### [Records shown]

//! Build errors for transition rules and tables.

use thiserror::Error;

/// Errors that can occur when building transitions and tables.
#[derive(Debug, Error, PartialEq, Eq)]
pub enum BuildError {
    #[error("No transitions defined. Add at least one transition")]
    NoTransitions,

    #[error("Transition source states not specified. Call .from(states) or .from_any()")]
    MissingSources,

    #[error("Transition source set is empty")]
    EmptySources,

    #[error("Transition event not specified. Call .on(event)")]
    MissingEvent,

    #[error("Transition target state not specified. Call .to(state)")]
    MissingTarget,
}
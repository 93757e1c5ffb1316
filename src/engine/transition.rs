//! Transition rules: eligible sources, triggering event, target and an
//! optional guard.

use crate::core::{Guard, MachineHistory, State};
use serde::{Deserialize, Serialize};

/// Set of source states a rule may fire from.
#[derive(Clone, Debug, PartialEq, Eq, Serialize, Deserialize)]
pub enum Sources<S> {
    /// Every state of the set
    Any,
    /// Only the listed states
    Only(Vec<S>),
}

impl<S: State> Sources<S> {
    /// Check whether `state` is an eligible source.
    pub fn contains(&self, state: &S) -> bool {
        match self {
            Self::Any => true,
            Self::Only(states) => states.contains(state),
        }
    }

    /// Expand into the concrete list of eligible states.
    pub fn states(&self) -> Vec<S> {
        S::all()
            .iter()
            .copied()
            .filter(|state| self.contains(state))
            .collect()
    }
}

/// Outcome of dispatching one event to a machine.
#[derive(Clone, Copy, Debug, PartialEq, Eq, Serialize, Deserialize)]
pub enum DispatchResult<S> {
    /// A candidate won; the machine is now in this state
    Applied(S),
    /// No candidate matched the current state and event, or every guard failed
    Ignored,
}

impl<S: Copy> DispatchResult<S> {
    pub fn is_applied(&self) -> bool {
        matches!(self, Self::Applied(_))
    }

    pub fn applied(&self) -> Option<S> {
        match self {
            Self::Applied(state) => Some(*state),
            Self::Ignored => None,
        }
    }
}

/// A candidate transition.
///
/// Candidates sharing a (source, event) pair are tried in declaration order;
/// the first without a guard, or whose guard passes, wins.
#[derive(Clone, Debug)]
pub struct Transition<S, E> {
    pub sources: Sources<S>,
    pub event: E,
    pub target: S,
    pub guard: Option<Guard<S, E>>,
}

impl<S: State, E: Copy + PartialEq> Transition<S, E> {
    /// Check whether this rule is keyed on `(current, event)`.
    pub fn matches(&self, current: &S, event: &E) -> bool {
        self.event == *event && self.sources.contains(current)
    }

    /// Evaluate the guard, if any, against the machine's history (pure).
    pub fn permits(&self, history: &MachineHistory<S, E>) -> bool {
        self.guard
            .as_ref()
            .is_none_or(|guard| guard.check(history, &self.target))
    }

    pub fn is_guarded(&self) -> bool {
        self.guard.is_some()
    }
}

#[cfg(test)]
mod tests {
    use super::*;
    use chrono::Utc;

    #[derive(Clone, Copy, PartialEq, Eq, Hash, Debug, Serialize, Deserialize)]
    enum Valve {
        Shut,
        Open,
        Stuck,
    }

    impl State for Valve {
        fn name(&self) -> &'static str {
            match self {
                Self::Shut => "shut",
                Self::Open => "open",
                Self::Stuck => "stuck",
            }
        }

        fn all() -> &'static [Self] {
            &[Self::Shut, Self::Open, Self::Stuck]
        }

        fn initial() -> Self {
            Self::Shut
        }
    }

    #[test]
    fn matches_requires_source_and_event() {
        let transition: Transition<Valve, char> = Transition {
            sources: Sources::Only(vec![Valve::Shut]),
            event: 'o',
            target: Valve::Open,
            guard: None,
        };

        assert!(transition.matches(&Valve::Shut, &'o'));
        assert!(!transition.matches(&Valve::Open, &'o'));
        assert!(!transition.matches(&Valve::Shut, &'x'));
    }

    #[test]
    fn any_sources_expand_to_whole_set() {
        let sources: Sources<Valve> = Sources::Any;
        assert_eq!(sources.states(), vec![Valve::Shut, Valve::Open, Valve::Stuck]);

        let only = Sources::Only(vec![Valve::Stuck, Valve::Shut]);
        assert_eq!(only.states(), vec![Valve::Shut, Valve::Stuck]);
    }

    #[test]
    fn permits_respects_guard() {
        let guarded: Transition<Valve, char> = Transition {
            sources: Sources::Any,
            event: 'o',
            target: Valve::Open,
            guard: Some(Guard::new(|history: &MachineHistory<Valve, char>, _| {
                history.len() > 1
            })),
        };
        let mut history = MachineHistory::new(Valve::Shut);

        assert!(guarded.is_guarded());
        assert!(!guarded.permits(&history));

        history.record('s', Valve::Stuck, Utc::now());
        assert!(guarded.permits(&history));
    }

    #[test]
    fn dispatch_result_accessors() {
        assert!(DispatchResult::Applied(Valve::Open).is_applied());
        assert_eq!(DispatchResult::Applied(Valve::Open).applied(), Some(Valve::Open));
        assert_eq!(DispatchResult::<Valve>::Ignored.applied(), None);
    }
}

### [Problem]
Output the full set of entries exactly as they were given.

### [The completed task]
//! Build errors for transition rules and tables.

use thiserror::Error;

/// Errors that can occur when building transitions and tables.
#[derive(Debug, Error, PartialEq, Eq)]
pub enum BuildError {
    #[error("No transitions defined. Add at least one transition")]
    NoTransitions,

    #[error("Transition source states not specified. Call .from(states) or .from_any()")]
    MissingSources,

    #[error("Transition source set is empty")]
    EmptySources,

    #[error("Transition event not specified. Call .on(event)")]
    MissingEvent,

    #[error("Transition target state not specified. Call .to(state)")]
    MissingTarget,
}
repository 93757e1c5ffb1316
filename src/engine/transition.rs
//! Transition rules: eligible sources, triggering event, target and an
//! optional guard.

use crate::core::{Guard, MachineHistory, State};
use serde::{Deserialize, Serialize};

/// Set of source states a rule may fire from.
#[derive(Clone, Debug, PartialEq, Eq, Serialize, Deserialize)]
pub enum Sources<S> {
    /// Every state of the set
    Any,
    /// Only the listed states
    Only(Vec<S>),
}

impl<S: State> Sources<S> {
    /// Check whether `state` is an eligible source.
    pub fn contains(&self, state: &S) -> bool {
        match self {
            Self::Any => true,
            Self::Only(states) => states.contains(state),
        }
    }

    /// Expand into the concrete list of eligible states.
    pub fn states(&self) -> Vec<S> {
        S::all()
            .iter()
            .copied()
            .filter(|state| self.contains(state))
            .collect()
    }
}

/// Outcome of dispatching one event to a machine.
#[derive(Clone, Copy, Debug, PartialEq, Eq, Serialize, Deserialize)]
pub enum DispatchResult<S> {
    /// A candidate won; the machine is now in this state
    Applied(S),
    /// No candidate matched the current state and event, or every guard failed
    Ignored,
}

impl<S: Copy> DispatchResult<S> {
    pub fn is_applied(&self) -> bool {
        matches!(self, Self::Applied(_))
    }

    pub fn applied(&self) -> Option<S> {
        match self {
            Self::Applied(state) => Some(*state),
            Self::Ignored => None,
        }
    }
}

/// A candidate transition.
///
/// Candidates sharing a (source, event) pair are tried in declaration order;
/// the first without a guard, or whose guard passes, wins.
#[derive(Clone, Debug)]
pub struct Transition<S, E> {
    pub sources: Sources<S>,
    pub event: E,
    pub target: S,
    pub guard: Option<Guard<S, E>>,
}

impl<S: State, E: Copy + PartialEq> Transition<S, E> {
    /// Check whether this rule is keyed on `(current, event)`.
    pub fn matches(&self, current: &S, event: &E) -> bool {
        self.event == *event && self.sources.contains(current)
    }

    /// Evaluate the guard, if any, against the machine's history (pure).
    pub fn permits(&self, history: &MachineHistory<S, E>) -> bool {
        self.guard
            .as_ref()
            .is_none_or(|guard| guard.check(history, &self.target))
    }

    pub fn is_guarded(&self) -> bool {
        self.guard.is_some()
    }
}

#[cfg(test)]
mod tests {
    use super::*;
    use chrono::Utc;

    #[derive(Clone, Copy, PartialEq, Eq, Hash, Debug, Serialize, Deserialize)]
    enum Valve {
        Shut,
        Open,
        Stuck,
    }

    impl State for Valve {
        fn name(&self) -> &'static str {
            match self {
                Self::Shut => "shut",
                Self::Open => "open",
                Self::Stuck => "stuck",
            }
        }

        fn all() -> &'static [Self] {
            &[Self::Shut, Self::Open, Self::Stuck]
        }

        fn initial() -> Self {
            Self::Shut
        }
    }

    #[test]
    fn matches_requires_source_and_event() {
        let transition: Transition<Valve, char> = Transition {
            sources: Sources::Only(vec![Valve::Shut]),
            event: 'o',
            target: Valve::Open,
            guard: None,
        };

        assert!(transition.matches(&Valve::Shut, &'o'));
        assert!(!transition.matches(&Valve::Open, &'o'));
        assert!(!transition.matches(&Valve::Shut, &'x'));
    }

    #[test]
    fn any_sources_expand_to_whole_set() {
        let sources: Sources<Valve> = Sources::Any;
        assert_eq!(sources.states(), vec![Valve::Shut, Valve::Open, Valve::Stuck]);

        let only = Sources::Only(vec![Valve::Stuck, Valve::Shut]);
        assert_eq!(only.states(), vec![Valve::Shut, Valve::Stuck]);
    }

    #[test]
    fn permits_respects_guard() {
        let guarded: Transition<Valve, char> = Transition {
            sources: Sources::Any,
            event: 'o',
            target: Valve::Open,
            guard: Some(Guard::new(|history: &MachineHistory<Valve, char>, _| {
                history.len() > 1
            })),
        };
        let mut history = MachineHistory::new(Valve::Shut);

        assert!(guarded.is_guarded());
        assert!(!guarded.permits(&history));

        history.record('s', Valve::Stuck, Utc::now());
        assert!(guarded.permits(&history));
    }

    #[test]
    fn dispatch_result_accessors() {
        assert!(DispatchResult::Applied(Valve::Open).is_applied());
        assert_eq!(DispatchResult::Applied(Valve::Open).applied(), Some(Valve::Open));
        assert_eq!(DispatchResult::<Valve>::Ignored.applied(), None);
    }
}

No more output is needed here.